Again With No Antibiotics, This Time for UTI

Frequent readers of this blog may have noticed a bit of an anti-antibiotic tendency.  Diverticulitis!  Strep throat!  All manner of upper respiratory symptoms!

How about urinary tract infections?

This German study randomized ambulatory women with urinary tract infection symptoms and positive findings on urine dipstick to either fosfomycin plus placebo tablets for three days, or simply ibuprofen for three days.  Patients were then reassessed after three days, and those with treatment failure were provided an additional course of antibiotics.  “Co-primary” endpoints were antibiotics utilization and the AUC of sums of daily symptom scores.

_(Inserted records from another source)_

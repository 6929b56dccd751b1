//! Core types and utilities shared by the terrain modules

pub mod types;
pub mod error;
pub mod logging;
pub mod color;
pub mod time;

pub use types::*;
pub use error::Error;
pub use color::{Lerp, Rgba};
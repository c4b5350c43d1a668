use anyhow::Context;
use serde::{Deserialize, Serialize};
use std::fs;
use std::path::Path;

/// Automatically saved session state
/// stored in `state.toml`
#[derive(Debug, Clone, PartialEq, Serialize, Deserialize)]
pub struct PersistentState {
    #[serde(default = "default_volume")]
    pub volume: u8,
}

fn default_volume() -> u8 {
    100
}

impl Default for PersistentState {
    fn default() -> Self {
        Self {
            volume: default_volume(),
        }
    }
}

impl PersistentState {
    pub fn save(&self) -> anyhow::Result<()> {
        self.save_to(&super::AppConfig::get_state_path())
    }

    pub fn save_to(&self, path: &Path) -> anyhow::Result<()> {
        let content = toml::to_string_pretty(self)?;
        fs::write(path, content).with_context(|| format!("writing {}", path.display()))
    }
}
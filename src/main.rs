use anyhow::{Context, Result};
use cadence::app::cli::Args;
use cadence::app::config::{AppConfig, PersistentState};
use cadence::app::events::AppEvent;
use cadence::app::{input_handler, App};
use cadence::catalog::{resolve_track_spec, LocatorSource};
use cadence::logging;
use cadence::player::{EngineOptions, MpvBackend, PlaybackEngine};
use cadence::remote::{self, ControlFifo, RemoteAdapter, TmuxStatus};
use cadence::ui;
use clap::Parser;
use crossterm::{
    event::{Event, EventStream, KeyEventKind},
    execute,
    terminal::{disable_raw_mode, enable_raw_mode, EnterAlternateScreen, LeaveAlternateScreen},
};
use futures::StreamExt;
use ratatui::{backend::CrosstermBackend, Terminal};
use std::{io, sync::Arc, time::Duration};
use tokio::sync::mpsc;
use tracing::{info, warn};

type Tui = Terminal<CrosstermBackend<io::Stdout>>;

#[tokio::main]
async fn main() -> Result<()> {
    human_panic::setup_panic!();
    let args = Args::parse();

    if args.generate_config {
        print!("{}", AppConfig::default_toml()?);
        return Ok(());
    }

    let (config, state) = AppConfig::load(args.config.as_deref())?;
    let _log_guard = logging::init(&AppConfig::get_log_dir(), args.log_level.as_deref())?;
    info!(version = env!("CARGO_PKG_VERSION"), "starting cadence");

    // 1. Engine 🎧
    let backend = MpvBackend::spawn(&config.mpv.options())
        .with_context(|| format!("starting {}", config.mpv.binary))?;
    let options = EngineOptions {
        ui_event_buffer: config.playback.ui_event_buffer,
        ..Default::default()
    };
    let (engine, mut player_events) = PlaybackEngine::start(Arc::new(backend), options)?;
    if let Err(e) = engine.set_volume(state.volume as i64) {
        warn!("could not restore volume: {}", e);
    }

    // 2. Initial queue
    let locator = config.server.locator();
    for spec in &args.tracks {
        match resolve_track_spec(spec, locator.as_ref().map(|l| l as &dyn LocatorSource)) {
            Some(item) => engine.add_to_queue(item),
            None => warn!(%spec, "could not resolve track"),
        }
    }
    if args.play && !engine.queue().is_empty() {
        if let Err(e) = engine.pause() {
            warn!("could not start playback: {}", e);
        }
    }

    // 3. Remote surfaces
    let mut adapters: Vec<Box<dyn RemoteAdapter>> = Vec::new();
    if !args.no_remote {
        if config.remote.tmux_status {
            adapters.push(Box::new(TmuxStatus::new()));
        }
        if let Some(path) = &config.remote.control_fifo {
            adapters.push(Box::new(ControlFifo::new(path)));
        }
        remote::register_all(&mut adapters, engine.clone());
    }

    // Setup terminal
    enable_raw_mode()?;
    let mut stdout = io::stdout();
    execute!(stdout, EnterAlternateScreen)?;
    let mut terminal = Terminal::new(CrosstermBackend::new(stdout))?;

    let (tx, mut rx) = mpsc::channel(100);

    // Input Event Task
    let tx_input = tx.clone();
    let input_task = tokio::spawn(async move {
        let mut reader = EventStream::new();
        while let Some(Ok(event)) = reader.next().await {
            if tx_input.send(AppEvent::Input(event)).await.is_err() {
                break;
            }
        }
    });

    // Player Event Task
    let tx_player = tx.clone();
    let player_task = tokio::spawn(async move {
        while let Some(event) = player_events.recv().await {
            if tx_player.send(AppEvent::Player(event)).await.is_err() {
                break;
            }
        }
    });

    // Animation Tick Task ⚡
    let tx_tick = tx;
    let tick_task = tokio::spawn(async move {
        let mut interval = tokio::time::interval(Duration::from_millis(33));
        loop {
            interval.tick().await;
            if tx_tick.send(AppEvent::Tick).await.is_err() {
                break;
            }
        }
    });

    let mut app = App::new(&config);
    app.theme = ui::theme::load_theme(&AppConfig::get_config_dir().join("theme.toml"));
    app.status = engine.status();
    app.sync_queue(engine.queue());

    let result = run(&mut terminal, &mut app, &engine, &mut rx).await;

    disable_raw_mode()?;
    execute!(terminal.backend_mut(), LeaveAlternateScreen)?;
    terminal.show_cursor()?;

    // Dropping the forwarder's receiver unblocks the event loop's sends
    drop(rx);
    for task in [input_task, player_task, tick_task] {
        task.abort();
        let _ = task.await;
    }

    // Save state on exit
    let saved = PersistentState {
        volume: engine.status().volume,
    };
    if let Err(e) = saved.save() {
        warn!("could not save state: {:#}", e);
    }

    engine.quit();
    drop(adapters);
    let joined = engine.clone();
    if tokio::task::spawn_blocking(move || joined.join()).await.is_err() {
        warn!("engine join task failed");
    }
    info!("bye");

    result
}

async fn run(
    terminal: &mut Tui,
    app: &mut App,
    engine: &PlaybackEngine,
    rx: &mut mpsc::Receiver<AppEvent>,
) -> Result<()> {
    while app.is_running {
        terminal.draw(|f| ui::ui(f, app))?;

        let Some(event) = rx.recv().await else {
            break;
        };
        match event {
            AppEvent::Input(Event::Key(key)) if key.kind == KeyEventKind::Press => {
                input_handler::handle_key(key, app, engine);
            }
            AppEvent::Input(_) => {}
            AppEvent::Player(event) => {
                app.apply_player_event(event);
                app.sync_queue(engine.queue());
            }
            AppEvent::Tick => app.on_tick(),
        }
    }
    Ok(())
}
//! mpv JSON IPC wire format.
//!
//! One JSON object per line in both directions. Requests carry a numeric
//! `request_id` that the matching reply echoes back; everything with an
//! `event` key is unsolicited.

use crate::error::BackendError;
use crate::player::events::{EndReason, EngineEvent, Property};
use serde::Deserialize;
use serde_json::{json, Value};

/// Decoded line from the engine socket.
#[derive(Debug, Clone, PartialEq)]
pub enum IpcMessage {
    Reply {
        request_id: u64,
        /// `Ok(data)` on `"error": "success"`, otherwise the error string
        result: Result<Value, String>,
    },
    Event(EngineEvent),
    /// Events and replies the core has no use for
    Ignored,
}

#[derive(Debug, Deserialize)]
struct RawMessage {
    event: Option<String>,
    request_id: Option<u64>,
    error: Option<String>,
    #[serde(default)]
    data: Value,
    name: Option<String>,
    reason: Option<String>,
}

pub fn parse_line(line: &str) -> Result<IpcMessage, BackendError> {
    let raw: RawMessage = serde_json::from_str(line)?;

    if let Some(event) = raw.event.as_deref() {
        let event = match event {
            "start-file" => EngineEvent::StartFile,
            "end-file" => EngineEvent::EndFile(
                raw.reason
                    .as_deref()
                    .map(EndReason::from_name)
                    .unwrap_or(EndReason::Unknown),
            ),
            "property-change" => match raw.name.as_deref().and_then(Property::from_name) {
                Some(property) => EngineEvent::PropertyChange(property),
                None => return Ok(IpcMessage::Ignored),
            },
            "seek" => EngineEvent::Seek,
            "idle" => EngineEvent::Idle,
            "shutdown" => EngineEvent::Shutdown,
            _ => return Ok(IpcMessage::Ignored),
        };
        return Ok(IpcMessage::Event(event));
    }

    match raw.request_id {
        Some(request_id) => {
            let result = match raw.error.as_deref() {
                Some("success") | None => Ok(raw.data),
                Some(message) => Err(message.to_string()),
            };
            Ok(IpcMessage::Reply { request_id, result })
        }
        None => Ok(IpcMessage::Ignored),
    }
}

/// Serialize a command line, newline included.
pub fn encode_command(request_id: u64, args: &[Value]) -> String {
    let mut line = json!({
        "command": args,
        "request_id": request_id,
    })
    .to_string();
    line.push('\n');
    line
}
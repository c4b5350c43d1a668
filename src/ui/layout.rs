use ratatui::layout::{Constraint, Direction, Layout, Rect};

pub struct MainLayout {
    pub body_area: Rect,
    pub footer_area: Rect,
}

pub fn get_main_layout(area: Rect) -> MainLayout {
    let chunks = Layout::default()
        .direction(Direction::Vertical)
        .constraints([
            Constraint::Min(0),    // Body
            Constraint::Length(1), // Footer
        ])
        .split(area);

    MainLayout {
        body_area: chunks[0],
        footer_area: chunks[1],
    }
}

pub struct ContentLayout {
    pub card: Rect,
    pub queue: Option<Rect>,
}

/// Card and queue side by side when wide, stacked when tall, card only when cramped.
pub fn get_content_layout(area: Rect) -> ContentLayout {
    if area.width >= 90 {
        let chunks = Layout::default()
            .direction(Direction::Horizontal)
            .constraints([Constraint::Percentage(45), Constraint::Min(30)])
            .split(area);
        ContentLayout {
            card: chunks[0],
            queue: Some(chunks[1]),
        }
    } else if area.height >= 24 {
        let chunks = Layout::default()
            .direction(Direction::Vertical)
            .constraints([Constraint::Length(11), Constraint::Min(0)])
            .split(area);
        ContentLayout {
            card: chunks[0],
            queue: Some(chunks[1]),
        }
    } else {
        ContentLayout {
            card: area,
            queue: None,
        }
    }
}

#[cfg(test)]
mod tests {
    use super::*;

    #[test]
    fn test_content_layout_modes() {
        let wide = get_content_layout(Rect::new(0, 0, 120, 30));
        assert!(wide.queue.is_some_and(|q| q.x > 0));

        let tall = get_content_layout(Rect::new(0, 0, 60, 40));
        assert!(tall.queue.is_some_and(|q| q.y > 0));

        let cramped = get_content_layout(Rect::new(0, 0, 60, 12));
        assert!(cramped.queue.is_none());
    }
}
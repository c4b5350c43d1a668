use ratatui::style::Color;
use serde::{Deserialize, Serialize};
use std::fs;
use std::path::Path;
use tracing::warn;

#[derive(Clone, Debug, PartialEq, Serialize, Deserialize)]
pub struct Theme {
    pub base: Color,
    pub surface: Color,
    pub overlay: Color,
    pub text: Color,
    pub red: Color,
    pub green: Color,
    pub yellow: Color,
    pub blue: Color,
    pub magenta: Color,
    pub cyan: Color,
}

impl Default for Theme {
    /// Catppuccin Mocha
    fn default() -> Self {
        Self {
            base: Color::Rgb(30, 30, 46),
            surface: Color::Rgb(49, 50, 68),
            overlay: Color::Rgb(108, 112, 134),
            text: Color::Rgb(205, 214, 244),
            red: Color::Rgb(243, 139, 168),
            green: Color::Rgb(166, 227, 161),
            yellow: Color::Rgb(249, 226, 175),
            blue: Color::Rgb(137, 180, 250),
            magenta: Color::Rgb(203, 166, 247),
            cyan: Color::Rgb(148, 226, 213),
        }
    }
}

// Theme files nest everything under [theme]
#[derive(Serialize, Deserialize)]
struct ThemeFile {
    theme: Theme,
}

/// Read `theme.toml`, accepting both the nested and the flat layout.
pub fn load_theme(path: &Path) -> Theme {
    let Ok(content) = fs::read_to_string(path) else {
        return Theme::default();
    };
    if let Ok(wrapper) = toml::from_str::<ThemeFile>(&content) {
        return wrapper.theme;
    }
    match toml::from_str::<Theme>(&content) {
        Ok(theme) => theme,
        Err(e) => {
            warn!(path = %path.display(), "ignoring invalid theme: {}", e);
            Theme::default()
        }
    }
}

#[cfg(test)]
mod tests {
    use super::*;

    #[test]
    fn test_theme_layouts() {
        let dir = tempfile::tempdir().unwrap();
        let path = dir.path().join("theme.toml");
        assert_eq!(load_theme(&path), Theme::default());

        let mut custom = Theme::default();
        custom.blue = Color::Rgb(1, 2, 3);
        let nested = toml::to_string(&ThemeFile { theme: custom.clone() }).unwrap();
        fs::write(&path, nested).unwrap();
        assert_eq!(load_theme(&path), custom);

        fs::write(&path, toml::to_string(&custom).unwrap()).unwrap();
        assert_eq!(load_theme(&path), custom);
    }
}
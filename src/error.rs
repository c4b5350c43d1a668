//! Error types for the playback core and its remote surfaces.

use thiserror::Error;

/// Failures talking to the media engine process.
#[derive(Error, Debug)]
pub enum BackendError {
    /// The engine binary could not be launched
    #[error("failed to launch `{binary}`: {source}")]
    Spawn {
        binary: String,
        #[source]
        source: std::io::Error,
    },

    /// The IPC socket never became reachable
    #[error("could not connect to engine socket {path}: {source}")]
    Connect {
        path: String,
        #[source]
        source: std::io::Error,
    },

    /// Socket read/write errors
    #[error("engine I/O error: {0}")]
    Io(#[from] std::io::Error),

    /// The engine answered with an error status
    #[error("engine rejected `{command}`: {message}")]
    Command { command: String, message: String },

    /// No reply arrived in time
    #[error("timed out waiting for reply to `{0}`")]
    Timeout(String),

    /// A line on the wire was not valid JSON
    #[error("malformed engine message: {0}")]
    Protocol(#[from] serde_json::Error),

    /// Property exists but currently has no value (e.g. nothing loaded)
    #[error("property `{0}` is unavailable")]
    Unavailable(&'static str),

    /// The engine has shut down
    #[error("engine connection closed")]
    Closed,
}

/// Errors returned by playback commands.
#[derive(Error, Debug)]
pub enum PlayerError {
    #[error(transparent)]
    Backend(#[from] BackendError),

    /// A command was issued after `quit()`
    #[error("player has shut down")]
    ShutDown,
}

/// Errors raised while registering a remote control surface.
#[derive(Error, Debug)]
pub enum RemoteError {
    /// The transport the adapter needs is not present
    #[error("{adapter} unavailable: {reason}")]
    Unavailable {
        adapter: &'static str,
        reason: String,
    },

    #[error("remote I/O error: {0}")]
    Io(#[from] std::io::Error),

    #[error("remote system error: {0}")]
    Nix(#[from] nix::Error),
}

/// Convenience Result type for playback commands
pub type Result<T> = std::result::Result<T, PlayerError>;
//! Queue-first terminal music player driving mpv over its JSON IPC socket.

pub mod app;
pub mod catalog;
pub mod error;
pub mod logging;
pub mod player;
pub mod remote;
pub mod ui;
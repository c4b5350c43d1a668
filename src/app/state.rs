use super::config::{PlaybackConfig, UserConfig};
use super::keys::KeyConfig;
use crate::player::{PlaybackState, PlayerEvent, QueueItem, StatusSnapshot};
use crate::ui::Theme;
use std::time::{Duration, Instant};

#[derive(Debug, Clone)]
pub struct Toast {
    pub message: String,
    pub start_time: Instant,
    pub deadline: Instant,
}

/// Everything the UI draws, mirrored from the player's events 🎧
pub struct App {
    pub is_running: bool,
    pub theme: Theme,
    pub keys: KeyConfig,
    pub playback: PlaybackConfig,

    pub state: PlaybackState,
    pub track: Option<QueueItem>,
    pub status: StatusSnapshot,

    pub queue: Vec<QueueItem>,
    pub cursor: usize,

    pub show_keyhints: bool,
    pub toast: Option<Toast>,
}

impl App {
    pub fn new(config: &UserConfig) -> Self {
        Self {
            is_running: true,
            theme: Theme::default(),
            keys: config.keys.clone(),
            playback: config.playback.clone(),
            state: PlaybackState::Stopped,
            track: None,
            status: StatusSnapshot::default(),
            queue: Vec::new(),
            cursor: 0,
            show_keyhints: false,
            toast: None,
        }
    }

    pub fn apply_player_event(&mut self, event: PlayerEvent) {
        match event {
            PlayerEvent::Stopped => {
                self.state = PlaybackState::Stopped;
                self.track = None;
                self.status.position = 0.0;
            }
            PlayerEvent::Playing(track) | PlayerEvent::Unpaused(track) => {
                self.state = PlaybackState::Playing;
                self.track = track;
            }
            PlayerEvent::Paused(track) => {
                self.state = PlaybackState::Paused;
                self.track = track;
            }
            PlayerEvent::StatusUpdate(status) => self.status = status,
        }
    }

    /// Replace the mirrored queue, keeping the cursor in range.
    pub fn sync_queue(&mut self, queue: Vec<QueueItem>) {
        self.queue = queue;
        self.cursor = self.cursor.min(self.queue.len().saturating_sub(1));
    }

    pub fn cursor_up(&mut self) {
        self.cursor = self.cursor.saturating_sub(1);
    }

    pub fn cursor_down(&mut self) {
        if self.cursor + 1 < self.queue.len() {
            self.cursor += 1;
        }
    }

    pub fn selected(&self) -> Option<&QueueItem> {
        self.queue.get(self.cursor)
    }

    pub fn show_toast(&mut self, message: &str) {
        let now = Instant::now();
        let deadline = now + Duration::from_millis(2000);

        // Rapid updates keep the entrance time so the toast doesn't flash
        if let Some(ref mut current) = self.toast {
            current.message = message.to_string();
            current.deadline = deadline;
        } else {
            self.toast = Some(Toast {
                message: message.to_string(),
                start_time: now,
                deadline,
            });
        }
    }

    /// Called every tick to update state
    pub fn on_tick(&mut self) {
        if let Some(ref toast) = self.toast {
            if Instant::now() > toast.deadline {
                self.toast = None;
            }
        }
    }
}

#[cfg(test)]
mod tests {
    use super::*;

    fn item(id: &str) -> QueueItem {
        QueueItem {
            id: id.to_string(),
            title: id.to_string(),
            ..Default::default()
        }
    }

    #[test]
    fn test_player_events_drive_state() {
        let mut app = App::new(&UserConfig::default());

        app.apply_player_event(PlayerEvent::Playing(Some(item("a"))));
        assert_eq!(app.state, PlaybackState::Playing);
        assert_eq!(app.track.as_ref().map(|t| t.id.as_str()), Some("a"));

        app.apply_player_event(PlayerEvent::Paused(Some(item("a"))));
        assert_eq!(app.state, PlaybackState::Paused);

        app.apply_player_event(PlayerEvent::StatusUpdate(StatusSnapshot {
            volume: 40,
            position: 3.0,
            duration: 200.0,
        }));
        assert_eq!(app.status.volume, 40);

        app.apply_player_event(PlayerEvent::Stopped);
        assert_eq!(app.state, PlaybackState::Stopped);
        assert!(app.track.is_none());
        assert_eq!(app.status.volume, 40);
    }

    #[test]
    fn test_cursor_stays_in_range() {
        let mut app = App::new(&UserConfig::default());
        app.sync_queue(vec![item("a"), item("b"), item("c")]);
        app.cursor_down();
        app.cursor_down();
        app.cursor_down();
        assert_eq!(app.cursor, 2);

        app.sync_queue(vec![item("a")]);
        assert_eq!(app.cursor, 0);
        app.cursor_up();
        assert_eq!(app.selected().map(|i| i.id.as_str()), Some("a"));

        app.sync_queue(Vec::new());
        assert!(app.selected().is_none());
    }

    #[test]
    fn test_toast_expires() {
        let mut app = App::new(&UserConfig::default());
        app.show_toast("Queue cleared");
        app.on_tick();
        assert!(app.toast.is_some());

        if let Some(toast) = app.toast.as_mut() {
            toast.deadline = Instant::now() - Duration::from_millis(1);
        }
        app.on_tick();
        assert!(app.toast.is_none());
    }
}
//! The embedded media engine, seen as an opaque command/event box.

pub mod mpv;
pub mod protocol;

use super::events::{EngineEvent, Property};
use crate::error::BackendError;
use std::time::Duration;

pub use mpv::{MpvBackend, MpvOptions};

#[derive(Debug, Clone, Copy, PartialEq, Eq)]
pub enum SeekMode {
    Relative,
    Absolute,
}

impl SeekMode {
    pub fn as_str(self) -> &'static str {
        match self {
            SeekMode::Relative => "relative",
            SeekMode::Absolute => "absolute",
        }
    }
}

/// Command, property and event surface of a media engine.
///
/// Commands and property reads are synchronous and expected to be fast.
/// `wait_event` blocks up to `timeout` and is only ever called from the
/// single event producer thread.
pub trait MediaBackend: Send + Sync {
    /// Replace whatever is loaded with `locator` and start it.
    fn load(&self, locator: &str) -> Result<(), BackendError>;
    fn stop(&self) -> Result<(), BackendError>;
    fn set_pause(&self, paused: bool) -> Result<(), BackendError>;
    fn seek(&self, seconds: f64, mode: SeekMode) -> Result<(), BackendError>;
    fn set_volume(&self, percent: u8) -> Result<(), BackendError>;

    fn get_flag(&self, property: Property) -> Result<bool, BackendError>;
    fn get_number(&self, property: Property) -> Result<f64, BackendError>;

    /// Next engine event, or `None` when the timeout elapsed.
    fn wait_event(&self, timeout: Duration) -> Result<Option<EngineEvent>, BackendError>;

    /// Tear the engine down. Safe to call more than once.
    fn terminate(&self);
}

#[cfg(test)]
pub(crate) mod fake {
    //! Scriptable in-memory engine for unit tests.

    use super::*;
    use std::collections::VecDeque;
    use std::sync::Mutex;

    #[derive(Debug, Clone, PartialEq)]
    pub enum Call {
        Load(String),
        Stop,
        SetPause(bool),
        Seek(f64, SeekMode),
        SetVolume(u8),
    }

    #[derive(Debug)]
    pub struct FakeState {
        pub calls: Vec<Call>,
        pub paused: bool,
        pub idle: bool,
        pub time_pos: Option<f64>,
        pub duration: Option<f64>,
        pub volume: f64,
        pub fail_loads: bool,
        pub events: VecDeque<EngineEvent>,
        pub terminated: bool,
    }

    impl Default for FakeState {
        fn default() -> Self {
            Self {
                calls: Vec::new(),
                paused: false,
                idle: true,
                time_pos: None,
                duration: None,
                volume: 100.0,
                fail_loads: false,
                events: VecDeque::new(),
                terminated: false,
            }
        }
    }

    #[derive(Debug, Default)]
    pub struct FakeBackend {
        pub state: Mutex<FakeState>,
    }

    impl FakeBackend {
        pub fn new() -> Self {
            Self::default()
        }

        pub fn calls(&self) -> Vec<Call> {
            self.state.lock().unwrap().calls.clone()
        }

        pub fn clear_calls(&self) {
            self.state.lock().unwrap().calls.clear();
        }

        pub fn with<R>(&self, f: impl FnOnce(&mut FakeState) -> R) -> R {
            f(&mut self.state.lock().unwrap())
        }
    }

    impl MediaBackend for FakeBackend {
        fn load(&self, locator: &str) -> Result<(), BackendError> {
            let mut s = self.state.lock().unwrap();
            s.calls.push(Call::Load(locator.to_string()));
            if s.fail_loads {
                return Err(BackendError::Command {
                    command: "loadfile".to_string(),
                    message: "loading failed".to_string(),
                });
            }
            s.idle = false;
            Ok(())
        }

        fn stop(&self) -> Result<(), BackendError> {
            let mut s = self.state.lock().unwrap();
            s.calls.push(Call::Stop);
            s.idle = true;
            Ok(())
        }

        fn set_pause(&self, paused: bool) -> Result<(), BackendError> {
            let mut s = self.state.lock().unwrap();
            s.calls.push(Call::SetPause(paused));
            s.paused = paused;
            Ok(())
        }

        fn seek(&self, seconds: f64, mode: SeekMode) -> Result<(), BackendError> {
            self.state.lock().unwrap().calls.push(Call::Seek(seconds, mode));
            Ok(())
        }

        fn set_volume(&self, percent: u8) -> Result<(), BackendError> {
            let mut s = self.state.lock().unwrap();
            s.calls.push(Call::SetVolume(percent));
            s.volume = percent as f64;
            Ok(())
        }

        fn get_flag(&self, property: Property) -> Result<bool, BackendError> {
            let s = self.state.lock().unwrap();
            match property {
                Property::Pause => Ok(s.paused),
                Property::IdleActive => Ok(s.idle),
                Property::Seeking => Ok(false),
                other => Err(BackendError::Unavailable(other.name())),
            }
        }

        fn get_number(&self, property: Property) -> Result<f64, BackendError> {
            let s = self.state.lock().unwrap();
            let value = match property {
                Property::TimePos => s.time_pos,
                Property::Duration => s.duration,
                Property::Volume => Some(s.volume),
                _ => None,
            };
            value.ok_or(BackendError::Unavailable(property.name()))
        }

        fn wait_event(&self, timeout: Duration) -> Result<Option<EngineEvent>, BackendError> {
            let next = self.state.lock().unwrap().events.pop_front();
            if next.is_none() {
                std::thread::sleep(timeout.min(Duration::from_millis(2)));
            }
            Ok(next)
        }

        fn terminate(&self) {
            self.state.lock().unwrap().terminated = true;
        }
    }
}
use crate::app::keys::KeyConfig;
use crate::catalog::SubsonicLocator;
use crate::player::MpvOptions;
use serde::{Deserialize, Serialize};
use std::path::PathBuf;
use std::time::Duration;

/// User-editable configuration (read-only after load)
/// stored in `config.toml`
#[derive(Debug, Clone, Default, Serialize, Deserialize)]
pub struct UserConfig {
    #[serde(default)]
    pub server: ServerConfig,
    #[serde(default)]
    pub mpv: MpvConfig,
    #[serde(default)]
    pub playback: PlaybackConfig,
    #[serde(default)]
    pub remote: RemoteConfig,
    #[serde(default)]
    pub keys: KeyConfig,
}

/// Subsonic-compatible catalog. Leave `url` empty to play only files and URLs.
#[derive(Debug, Clone, Serialize, Deserialize)]
#[serde(default)]
pub struct ServerConfig {
    pub url: String,
    pub username: String,
    pub password: String,
    pub client_name: String,
}

impl Default for ServerConfig {
    fn default() -> Self {
        Self {
            url: String::new(),
            username: String::new(),
            password: String::new(),
            client_name: "cadence".to_string(),
        }
    }
}

impl ServerConfig {
    pub fn locator(&self) -> Option<SubsonicLocator> {
        if self.url.trim().is_empty() {
            return None;
        }
        match SubsonicLocator::new(&self.url, &self.username, &self.password, &self.client_name) {
            Ok(locator) => Some(locator),
            Err(e) => {
                tracing::warn!(url = %self.url, "invalid server url: {}", e);
                None
            }
        }
    }
}

#[derive(Debug, Clone, Serialize, Deserialize)]
#[serde(default)]
pub struct MpvConfig {
    pub binary: String,
    /// Defaults to a per-process socket in the temp dir
    pub socket_path: Option<PathBuf>,
    pub extra_args: Vec<String>,
    pub reply_timeout_ms: u64,
}

impl Default for MpvConfig {
    fn default() -> Self {
        Self {
            binary: "mpv".to_string(),
            socket_path: None,
            extra_args: Vec::new(),
            reply_timeout_ms: 2000,
        }
    }
}

impl MpvConfig {
    pub fn options(&self) -> MpvOptions {
        let defaults = MpvOptions::default();
        MpvOptions {
            binary: self.binary.clone(),
            socket_path: self.socket_path.clone().unwrap_or(defaults.socket_path),
            extra_args: self.extra_args.clone(),
            reply_timeout: Duration::from_millis(self.reply_timeout_ms.max(1)),
            connect_timeout: defaults.connect_timeout,
        }
    }
}

#[derive(Debug, Clone, Serialize, Deserialize)]
#[serde(default)]
pub struct PlaybackConfig {
    pub volume_step: u8,
    pub seek_step_secs: u32,
    /// Capacity of the player -> UI event channel
    pub ui_event_buffer: usize,
}

impl Default for PlaybackConfig {
    fn default() -> Self {
        Self {
            volume_step: 5,
            seek_step_secs: 10,
            ui_event_buffer: 100,
        }
    }
}

#[derive(Debug, Clone, Serialize, Deserialize)]
#[serde(default)]
pub struct RemoteConfig {
    pub tmux_status: bool,
    pub control_fifo: Option<PathBuf>,
}

impl Default for RemoteConfig {
    fn default() -> Self {
        Self {
            tmux_status: true,
            control_fifo: None,
        }
    }
}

The results are, like last week’s URI trial, a little mixed.  The authors included 484 patients in their intention-to-treat analysis, and 77% of them ultimately had culture-positive UTIs.  A lot – 69% – of patients randomized to ibuprofen had spontaneous resolution of their symptoms and avoided antibiotic use for their UTI.  However, obviously, those who did not improve spontaneously, and ultimately were given antibiotics, did worse than their fosfomycin counterparts – and the symptom scores clearly favored the antibiotic cohort.  Furthermore, 5 of 241 of patients randomized to ibuprofen advanced to pyelonephritis, and one more patient suffered ulcer-related bleeding due to ibuprofen.

I’m not sure how many women would opt for the trial of ibuprofen as part of a shared decision-making conversation, were practice to be based on this specific trial.  That said, it does raise a bit of an interesting question regarding potential strategies to reduce antibiotic use.  Would a 24- or 48-hour “waiting period” help?  If routine urine cultures weren’t already grossly low-value care, could waiting for those results help triage appropriate use of antibiotics?  Could a different symptom adjunct, such as pyridium, help reduce the difference in symptom scores while awaiting spontaneous resolution?

Regardless, it is is yet again an insight into the general effectiveness of the human body’s natural antibacterial defense mechanisms.  How much of modern medicine is critically important – and how much is simply are mildly harmful minor ameliorations of mostly self-limited disease processes?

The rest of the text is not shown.